La presencia de dos pollos de gaviota y sus solícitos progenitores nos ha animado durante dos meses el cambio de sede de EL PAÍS

Jacinto Antón
La gaviota se come a la paloma.
La gaviota se come a la paloma. jacinto antón

“¡Corred, que le ha arrancado la cabeza!”. Me precipité a la ventana y, efectivamente, le había arrancado la cabeza y enterraba la suya con fruición en el pecho de su víctima, deleitándose con los sangrientos despojos. No era una escena muy edificante pero resultaba instructiva. Además, aquella matanza era para alimentar a los niños.

La presencia de dos pollos de gaviota y sus solícitos —y asesinos convictos de palomas— progenitores nos ha animado durante dos meses el cambio de sede de EL PAÍS a las nuevas instalaciones en el edificio de Ràdio Barcelona en la calle de Casp.
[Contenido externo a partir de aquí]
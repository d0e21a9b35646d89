//! Wire message shapes and protocol constants.
//!
//! All messages are JSON objects dispatched on a string `method` field, the
//! way the widget front end has always framed them. Binary payloads never
//! appear inside the JSON; they travel alongside, referenced positionally by
//! `buffer_paths`.
//!
//! Parsing is deliberately manual rather than a tagged serde enum: an
//! unknown method must surface as [`ProtocolError::UnrecognizedMethod`]
//! naming the offender, since silently ignoring it would hide version skew
//! between host and front end.

use serde_json::{Map, Value, json};

use crate::errors::ProtocolError;
use crate::path::BufferPath;

/// Channel target understood by the notebook front end.
pub const TARGET_NAME: &str = "jupyter.widget";

/// Mime type of the widget view descriptor in a display bundle.
pub const WIDGET_MIME_TYPE: &str = "application/vnd.jupyter.widget-view+json";

/// Protocol major version. The peer rejects mismatched majors.
pub const PROTOCOL_VERSION_MAJOR: u64 = 2;
/// Protocol minor version.
pub const PROTOCOL_VERSION_MINOR: u64 = 1;
/// Full semantic version sent in the open handshake.
pub const PROTOCOL_VERSION: &str = "2.1.0";

/// Front-end module that hosts the model/view pair.
pub const FRONTEND_MODULE: &str = "vitrine";
/// Model type identifier sent in the handshake.
pub const MODEL_NAME: &str = "AnyModel";
/// View type identifier sent in the handshake.
pub const VIEW_NAME: &str = "AnyView";

/// Initial state payload for a channel open.
#[must_use]
pub fn handshake_data(module_version: &str) -> Value {
    json!({
        "state": {
            "_model_module": FRONTEND_MODULE,
            "_model_name": MODEL_NAME,
            "_model_module_version": module_version,
            "_view_module": FRONTEND_MODULE,
            "_view_name": VIEW_NAME,
            "_view_module_version": module_version,
            "_view_count": null,
        }
    })
}

/// Metadata payload for a channel open.
#[must_use]
pub fn handshake_metadata() -> Value {
    json!({ "version": PROTOCOL_VERSION })
}

/// A parsed inbound (or buildable outbound) channel message.
#[derive(Clone, Debug, PartialEq)]
pub enum WireMessage {
    /// Partial state update in either direction.
    Update {
        /// Plain JSON state (binary leaves already extracted).
        state: Map<String, Value>,
        /// Paths the extracted buffers belong at.
        buffer_paths: Vec<BufferPath>,
    },
    /// The peer asks for a full state snapshot.
    RequestState,
}

impl WireMessage {
    /// Parse a message body, dispatching on its `method` field.
    pub fn parse(data: &Value) -> Result<Self, ProtocolError> {
        let method = data
            .get("method")
            .and_then(Value::as_str)
            .ok_or_else(|| ProtocolError::Malformed("missing `method` field".to_string()))?;
        match method {
            "update" => {
                let state = match data.get("state") {
                    Some(Value::Object(map)) => map.clone(),
                    Some(other) => {
                        return Err(ProtocolError::Malformed(format!(
                            "`state` must be an object, got {other}"
                        )));
                    }
                    None => Map::new(),
                };
                let buffer_paths = match data.get("buffer_paths") {
                    Some(value) => serde_json::from_value(value.clone())
                        .map_err(|e| ProtocolError::Malformed(format!("bad `buffer_paths`: {e}")))?,
                    None => Vec::new(),
                };
                Ok(Self::Update {
                    state,
                    buffer_paths,
                })
            }
            "request_state" => Ok(Self::RequestState),
            other => Err(ProtocolError::UnrecognizedMethod(other.to_string())),
        }
    }

    /// Encode into the JSON body sent over the channel.
    #[must_use]
    pub fn to_json(&self) -> Value {
        match self {
            Self::Update {
                state,
                buffer_paths,
            } => json!({
                "method": "update",
                "state": state,
                "buffer_paths": buffer_paths,
            }),
            Self::RequestState => json!({ "method": "request_state" }),
        }
    }
}

// ─────────────────────────────────────────────────────────────────────────────
// Tests
// ─────────────────────────────────────────────────────────────────────────────

#[cfg(test)]
mod tests {
    use super::*;
    use assert_matches::assert_matches;

    #[test]
    fn parses_update() {
        let msg = WireMessage::parse(&json!({
            "method": "update",
            "state": {"value": 3},
            "buffer_paths": [["x", "ar"]],
        }))
        .unwrap();
        let WireMessage::Update {
            state,
            buffer_paths,
        } = msg
        else {
            panic!("expected update, got {msg:?}");
        };
        assert_eq!(state.get("value"), Some(&json!(3)));
        assert_eq!(buffer_paths.len(), 1);
    }

    #[test]
    fn update_without_buffer_paths_is_valid() {
        let msg = WireMessage::parse(&json!({"method": "update", "state": {"v": 1}})).unwrap();
        assert_matches!(msg, WireMessage::Update { buffer_paths, .. } if buffer_paths.is_empty());
    }

    #[test]
    fn parses_request_state() {
        let msg = WireMessage::parse(&json!({"method": "request_state"})).unwrap();
        assert_eq!(msg, WireMessage::RequestState);
    }

    #[test]
    fn unknown_method_is_named() {
        let err = WireMessage::parse(&json!({"method": "bogus"})).unwrap_err();
        assert_matches!(err, ProtocolError::UnrecognizedMethod(m) if m == "bogus");
    }

    #[test]
    fn missing_method_is_malformed() {
        let err = WireMessage::parse(&json!({"state": {}})).unwrap_err();
        assert_matches!(err, ProtocolError::Malformed(_));
    }

    #[test]
    fn update_encodes_canonically() {
        let msg = WireMessage::Update {
            state: Map::new(),
            buffer_paths: Vec::new(),
        };
        assert_eq!(
            msg.to_json(),
            json!({"method": "update", "state": {}, "buffer_paths": []})
        );
    }

    #[test]
    fn handshake_carries_model_view_pair() {
        let data = handshake_data("0.3.1");
        assert_eq!(data["state"]["_model_name"], json!(MODEL_NAME));
        assert_eq!(data["state"]["_view_name"], json!(VIEW_NAME));
        assert_eq!(handshake_metadata()["version"], json!(PROTOCOL_VERSION));
    }
}
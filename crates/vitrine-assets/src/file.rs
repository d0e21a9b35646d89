//! Filesystem-backed asset contents with optional background watching.

use std::path::{Path, PathBuf};
use std::sync::Arc;
use std::sync::mpsc::{self, Sender};
use std::thread::JoinHandle;

use notify::{EventKind, RecommendedWatcher, RecursiveMode, Watcher};
use parking_lot::Mutex;
use tracing::{debug, warn};

use crate::contents::{AssetContents, AssetListener, ListenerSet, SubscriptionId};
use crate::errors::AssetError;

/// Extensions treated as front-end source files by [`try_file_asset`].
const SOURCE_SUFFIXES: [&str; 3] = [".js", ".mjs", ".css"];

/// Messages delivered to the watch thread.
///
/// Watcher events and the stop control share one channel so the thread can
/// block on `recv()` with no polling timeout.
enum WatchSignal {
    Event(notify::Result<notify::Event>),
    Stop,
}

struct WatchHandle {
    control: Sender<WatchSignal>,
    thread: JoinHandle<()>,
}

struct FileState {
    path: PathBuf,
    cached: Mutex<Option<String>>,
    changed: ListenerSet<str>,
    deleted: ListenerSet<()>,
}

impl FileState {
    fn read(&self) -> Result<String, AssetError> {
        let mut cached = self.cached.lock();
        if let Some(text) = cached.as_ref() {
            return Ok(text.clone());
        }
        let text = std::fs::read_to_string(&self.path).map_err(|source| AssetError::Read {
            path: self.path.clone(),
            source,
        })?;
        *cached = Some(text.clone());
        Ok(text)
    }
}

/// A file on disk whose text is served to the front end.
///
/// Contents are read lazily and cached; the cache is invalidated when the
/// background watch observes a change. Without [`watch`](Self::watch) the
/// asset still works, it just never notices edits.
pub struct FileAsset {
    state: Arc<FileState>,
    watch: Mutex<Option<WatchHandle>>,
}

impl FileAsset {
    /// Wrap an existing regular file.
    pub fn new(path: impl AsRef<Path>) -> Result<Self, AssetError> {
        let path = std::path::absolute(path.as_ref()).map_err(|source| AssetError::Read {
            path: path.as_ref().to_path_buf(),
            source,
        })?;
        if !path.is_file() {
            return Err(AssetError::Missing { path });
        }
        Ok(Self {
            state: Arc::new(FileState {
                path,
                cached: Mutex::new(None),
                changed: ListenerSet::default(),
                deleted: ListenerSet::default(),
            }),
            watch: Mutex::new(None),
        })
    }

    /// The absolute path being served.
    #[must_use]
    pub fn path(&self) -> &Path {
        &self.state.path
    }

    /// Register `listener` to run when the file is deleted.
    pub fn on_delete(&self, listener: Arc<dyn Fn() + Send + Sync>) -> SubscriptionId {
        self.state.deleted.add(Arc::new(move |(): &()| listener()))
    }

    /// Remove a delete listener. Unknown ids are ignored.
    pub fn unsubscribe_delete(&self, id: SubscriptionId) {
        self.state.deleted.remove(id);
    }

    /// `true` while a watch thread is running.
    #[must_use]
    pub fn is_watching(&self) -> bool {
        self.watch.lock().is_some()
    }

    /// Start watching the file on a background thread. Idempotent.
    ///
    /// On every modify or create event the cached text is dropped, re-read,
    /// and pushed to change listeners. A delete event notifies delete
    /// listeners and ends the thread.
    pub fn watch(&self) -> Result<(), AssetError> {
        let mut slot = self.watch.lock();
        if slot.is_some() {
            return Ok(());
        }

        let (tx, rx) = mpsc::channel();
        let events = tx.clone();
        let mut watcher: RecommendedWatcher = notify::recommended_watcher(move |result| {
            let _ = events.send(WatchSignal::Event(result));
        })
        .map_err(|source| AssetError::Watch {
            path: self.state.path.clone(),
            source,
        })?;
        watcher
            .watch(&self.state.path, RecursiveMode::NonRecursive)
            .map_err(|source| AssetError::Watch {
                path: self.state.path.clone(),
                source,
            })?;

        let state = Arc::clone(&self.state);
        let thread = std::thread::spawn(move || {
            // Keep the watcher alive for the lifetime of the thread.
            let _watcher = watcher;
            debug!(path = %state.path.display(), "watching file asset");
            while let Ok(signal) = rx.recv() {
                match signal {
                    WatchSignal::Stop => break,
                    WatchSignal::Event(Ok(event)) => match event.kind {
                        EventKind::Remove(_) => {
                            debug!(path = %state.path.display(), "watched file deleted");
                            state.deleted.emit(&());
                            return;
                        }
                        // Some platforms report edits as create events.
                        EventKind::Modify(_) | EventKind::Create(_) => {
                            *state.cached.lock() = None;
                            match state.read() {
                                Ok(text) => state.changed.emit(&text),
                                Err(err) => {
                                    warn!(path = %state.path.display(), error = %err,
                                        "failed to re-read watched file");
                                }
                            }
                        }
                        _ => {}
                    },
                    WatchSignal::Event(Err(err)) => {
                        warn!(path = %state.path.display(), error = %err, "watch error");
                    }
                }
            }
            debug!(path = %state.path.display(), "file asset watch stopped");
        });

        *slot = Some(WatchHandle {
            control: tx,
            thread,
        });
        Ok(())
    }

    /// Stop the watch thread, if running, and wait for it to exit.
    pub fn stop_watch(&self) {
        let handle = self.watch.lock().take();
        if let Some(handle) = handle {
            // Send fails if the thread already exited after a delete.
            let _ = handle.control.send(WatchSignal::Stop);
            if handle.thread.join().is_err() {
                warn!(path = %self.state.path.display(), "watch thread panicked");
            }
        }
    }
}

impl AssetContents for FileAsset {
    fn current_text(&self) -> Result<String, AssetError> {
        self.state.read()
    }

    fn on_change(&self, listener: AssetListener) -> SubscriptionId {
        self.state.changed.add(listener)
    }

    fn unsubscribe(&self, id: SubscriptionId) {
        self.state.changed.remove(id);
    }
}

impl Drop for FileAsset {
    fn drop(&mut self) {
        self.stop_watch();
    }
}

impl std::fmt::Debug for FileAsset {
    fn fmt(&self, f: &mut std::fmt::Formatter<'_>) -> std::fmt::Result {
        f.debug_struct("FileAsset")
            .field("path", &self.state.path)
            .field("watching", &self.is_watching())
            .finish()
    }
}

/// Classify a state value as a reference to a local front-end source file.
///
/// A candidate qualifies when it is a single-line string with a known
/// source extension that names an existing file. Anything else (inline
/// module source, URLs, missing paths) is left as-is by the caller.
#[must_use]
pub fn try_file_asset(candidate: &str) -> Option<FileAsset> {
    if candidate.contains('\n') {
        return None;
    }
    if !SOURCE_SUFFIXES.iter().any(|s| candidate.ends_with(s)) {
        return None;
    }
    FileAsset::new(candidate).ok()
}

// ─────────────────────────────────────────────────────────────────────────────
// Tests
// ─────────────────────────────────────────────────────────────────────────────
Reacio como soy a cualquier modificación de mi rutina, sobre todo si incluye trasladar mis lares y penates, en forma de mil recuerdos, libros y cachivaches, incluido un modelo de Tiranosaurio Rex, la mudanza me supuso un trauma que me han ayudado a superar las aladas criaturas. Aparte de que aquí tenemos más luz y hemos duplicado las máquinas de refrescos, ha sido como desembarcar en un reportaje de National Geographic.

He observado durante todo este tiempo a la pareja de gaviotas urbanas y su progenie y ver la manera en que la vida sale adelante me ha dado muchos ánimos.
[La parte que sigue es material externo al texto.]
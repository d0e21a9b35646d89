//! # vitrine-core
//!
//! Foundation types for the vitrine state-synchronization protocol.
//!
//! This crate provides the shared vocabulary the other vitrine crates build on:
//!
//! - **State values**: [`StateValue`] — a JSON tree that may carry raw binary
//!   leaves — and [`StateDict`], the ordered key/value map mirrored to a view
//! - **Buffer splitting**: [`split_buffers`] / [`join_buffers`] — move binary
//!   payloads out of (and back into) a state tree so the JSON part stays
//!   wire-safe while buffers travel out-of-band
//! - **Wire protocol**: [`WireMessage`] plus the handshake constants the
//!   front end expects (`jupyter.widget` target, protocol version 2.1.0)
//! - **Errors**: [`StateError`] and [`ProtocolError`] via `thiserror`

#![deny(unsafe_code)]

pub mod buffers;
pub mod errors;
pub mod path;
pub mod state;
pub mod wire;

pub use buffers::{join_buffers, split_buffers};
pub use errors::{ProtocolError, StateError};
pub use path::{BufferPath, PathSegment};
pub use state::{StateDict, StateValue};
pub use wire::{
    FRONTEND_MODULE, MODEL_NAME, PROTOCOL_VERSION, PROTOCOL_VERSION_MAJOR, PROTOCOL_VERSION_MINOR,
    TARGET_NAME, VIEW_NAME, WIDGET_MIME_TYPE, WireMessage, handshake_data, handshake_metadata,
};
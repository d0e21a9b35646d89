//! # vitrine
//!
//! State synchronization between host models and notebook front-end views.
//!
//! A [`ViewBundle`] ties one model to one view: it resolves how the model's
//! state is read and written, opens a channel through the process-wide
//! registry, splits binary payloads out of outbound state, joins them back
//! into inbound updates, and (when the model exposes a change notifier)
//! pushes edits to the peer as they happen.
//!
//! ```no_run
//! use std::sync::Arc;
//! use parking_lot::RwLock;
//! use vitrine::{BundleOptions, ViewBundle};
//! use vitrine_channel::LoopbackProvider;
//! use vitrine_core::StateDict;
//! use vitrine_host::{HostModel, ModelHandle, SharedModel};
//! # struct Counter;
//! # impl HostModel for Counter {
//! #     fn type_label(&self) -> &str { "Counter" }
//! #     fn assign(&mut self, _: &str, _: vitrine_core::StateValue)
//! #         -> Result<(), vitrine_core::StateError> { Ok(()) }
//! # }
//!
//! let model: SharedModel = Arc::new(RwLock::new(Counter));
//! let provider = LoopbackProvider::new();
//! let bundle = ViewBundle::new(
//!     ModelHandle::weak(&model),
//!     &provider,
//!     BundleOptions::default(),
//!     StateDict::new(),
//! )?;
//! bundle.send_state(None)?;
//! # Ok::<(), vitrine::BundleError>(())
//! ```

#![deny(unsafe_code)]

pub mod bundle;
pub mod display;
pub mod errors;
pub mod logging;
pub mod platform;
pub mod static_asset;

pub use bundle::{BundleOptions, DEFAULT_ESM, ESM_KEY, ID_KEY, ViewBundle};
pub use errors::BundleError;
pub use static_asset::StaticAsset;

pub use vitrine_assets;
pub use vitrine_channel;
pub use vitrine_core;
pub use vitrine_host;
No sé quién fue exactamente el primero que, mientras desembalábamos libros y deshacíamos cajas, avisó de la presencia de la familia de aves. Incluso puede que fuera yo. El caso es que la sucesión de amplios ventanales que asoman al patio interior y que compartimos la sección de cultura, la de opinión, los alegres compañeros del diario As y el ombudsman —toda una tropa— arrojan unas vistas interesantes. En buena parte dan al tejado de uralita de un edificio anexo coronado por una casucha para el aire acondicionado rematada por un depósito de agua y unas chimeneas. Un paisaje de primera. La pareja de gaviotas adultas se turnaban en el nido que habían construido sobre la casucha. Supongo que no encontrarían nada mejor, la vivienda está como está.
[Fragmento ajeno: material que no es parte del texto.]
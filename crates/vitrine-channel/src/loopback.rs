//! In-memory loopback channel.
//!
//! Stands in for a real kernel transport: outbound messages are recorded
//! for inspection and inbound messages are injected directly into the
//! installed handler. Headless hosts and the test suite both run on it.

use std::sync::Arc;

use bytes::Bytes;
use parking_lot::Mutex;
use serde_json::Value;
use tracing::debug;

use crate::channel::{
    Channel, ChannelError, ChannelId, ChannelProvider, InboundMessage, MessageHandler,
};

/// One recorded outbound message.
#[derive(Clone, Debug)]
pub struct SentMessage {
    /// The JSON body that was sent.
    pub data: Value,
    /// The buffers sent alongside.
    pub buffers: Vec<Bytes>,
}

/// An in-memory [`Channel`].
pub struct LoopbackChannel {
    id: ChannelId,
    target: String,
    metadata: Value,
    open_data: Value,
    sent: Mutex<Vec<SentMessage>>,
    handler: Mutex<Option<MessageHandler>>,
    closed: Mutex<bool>,
}

impl LoopbackChannel {
    /// Create an open channel, recording the handshake payloads.
    #[must_use]
    pub fn new(target: &str, metadata: Value, open_data: Value) -> Self {
        Self {
            id: ChannelId::new(),
            target: target.to_string(),
            metadata,
            open_data,
            sent: Mutex::new(Vec::new()),
            handler: Mutex::new(None),
            closed: Mutex::new(false),
        }
    }

    /// The target name the channel was opened with.
    #[must_use]
    pub fn target(&self) -> &str {
        &self.target
    }

    /// The handshake metadata the channel was opened with.
    #[must_use]
    pub fn metadata(&self) -> &Value {
        &self.metadata
    }

    /// The initial data payload the channel was opened with.
    #[must_use]
    pub fn open_data(&self) -> &Value {
        &self.open_data
    }

    /// Snapshot of every message sent so far.
    #[must_use]
    pub fn sent(&self) -> Vec<SentMessage> {
        self.sent.lock().clone()
    }

    /// Number of messages sent so far.
    #[must_use]
    pub fn sent_count(&self) -> usize {
        self.sent.lock().len()
    }

    /// Deliver an inbound message to the installed handler, if any.
    ///
    /// The handler runs on the calling thread, outside the channel's own
    /// locks, so it is free to send on this channel re-entrantly.
    pub fn inject(&self, data: Value, buffers: Vec<Bytes>) {
        let handler = self.handler.lock().clone();
        match handler {
            Some(handler) => handler(InboundMessage { data, buffers }),
            None => debug!(channel = %self.id, "inbound message dropped: no handler"),
        }
    }
}

impl Channel for LoopbackChannel {
    fn id(&self) -> &ChannelId {
        &self.id
    }

    fn send(&self, data: Value, buffers: Vec<Bytes>) -> Result<(), ChannelError> {
        if *self.closed.lock() {
            return Err(ChannelError::Closed);
        }
        self.sent.lock().push(SentMessage { data, buffers });
        Ok(())
    }

    fn set_handler(&self, handler: Option<MessageHandler>) {
        *self.handler.lock() = handler;
    }

    fn close(&self) {
        let mut closed = self.closed.lock();
        if !*closed {
            *closed = true;
            *self.handler.lock() = None;
            debug!(channel = %self.id, "channel closed");
        }
    }

    fn is_closed(&self) -> bool {
        *self.closed.lock()
    }
}

/// Provider handing out [`LoopbackChannel`]s and remembering each one for
/// later inspection.
#[derive(Default)]
pub struct LoopbackProvider {
    opened: Mutex<Vec<Arc<LoopbackChannel>>>,
}

impl LoopbackProvider {
    /// Create an empty provider.
    #[must_use]
    pub fn new() -> Self {
        Self::default()
    }

    /// Every channel opened through this provider, in open order.
    #[must_use]
    pub fn opened(&self) -> Vec<Arc<LoopbackChannel>> {
        self.opened.lock().clone()
    }
}

impl ChannelProvider for LoopbackProvider {
    fn open(
        &self,
        target: &str,
        metadata: Value,
        data: Value,
    ) -> Result<Arc<dyn Channel>, ChannelError> {
        let channel = Arc::new(LoopbackChannel::new(target, metadata, data));
        self.opened.lock().push(Arc::clone(&channel));
        debug!(channel = %channel.id(), target, "opened loopback channel");
        Ok(channel)
    }
}

// ─────────────────────────────────────────────────────────────────────────────
// Tests
// ─────────────────────────────────────────────────────────────────────────────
Un pollo desapareció. Quizá resbaló, o lo atrapó un gato, o un comando de palomas como represalia

Nadie —y mira que somos un montón de periodistas— parecía haberse apercibido de que las crías habían nacido hasta que un día que miraba por la ventana descubrí lo que parecía una imitación en miniatura y en feo de un pájaro dodo (a la sazón extinto). ¡Un pollo de gaviota!, exclamé temblando de entusiasmo. A mis gritos acudieron hasta los de la sección de local, creyendo que en cultura por fin teníamos una noticia. Resultó que eran dos, los pollos, tan desgarbados, regordetes y cenicientos el uno como el otro. Deambulaban alrededor de la casucha, pensando en sus cosas de pollos, mientras sus padres los vigilaban, y se refugiaban bajo el depósito cuando estos salían de correrías. Bauticé inmediatamente a las crías como Juan y Salvador en homenaje a la gaviota de referencia, la conspicua, aunque algo pelmaza en su obsesión perfeccionista por el vuelo, criatura de la novela de Richard Bach, aquel best seller de nuestros años mozos, Jonathan Livingstone Seagull, hecho película (1973) con música meliflua de Neil Diamond. Permítanme un inciso para explicarles que el escritor, expiloto de combate estadounidense y profesor de Filosofía del vuelo (?), al que para ser sinceros yo creía ya muerto, sufrió el año pasado un tremendo accidente de aviación en su pequeño Easton SeaRey anfibio, del que actualmente se recupera. No se ha confirmado que chocara con una gaviota (responsables en el 30% de las colisiones aéreas con aves en EE UU).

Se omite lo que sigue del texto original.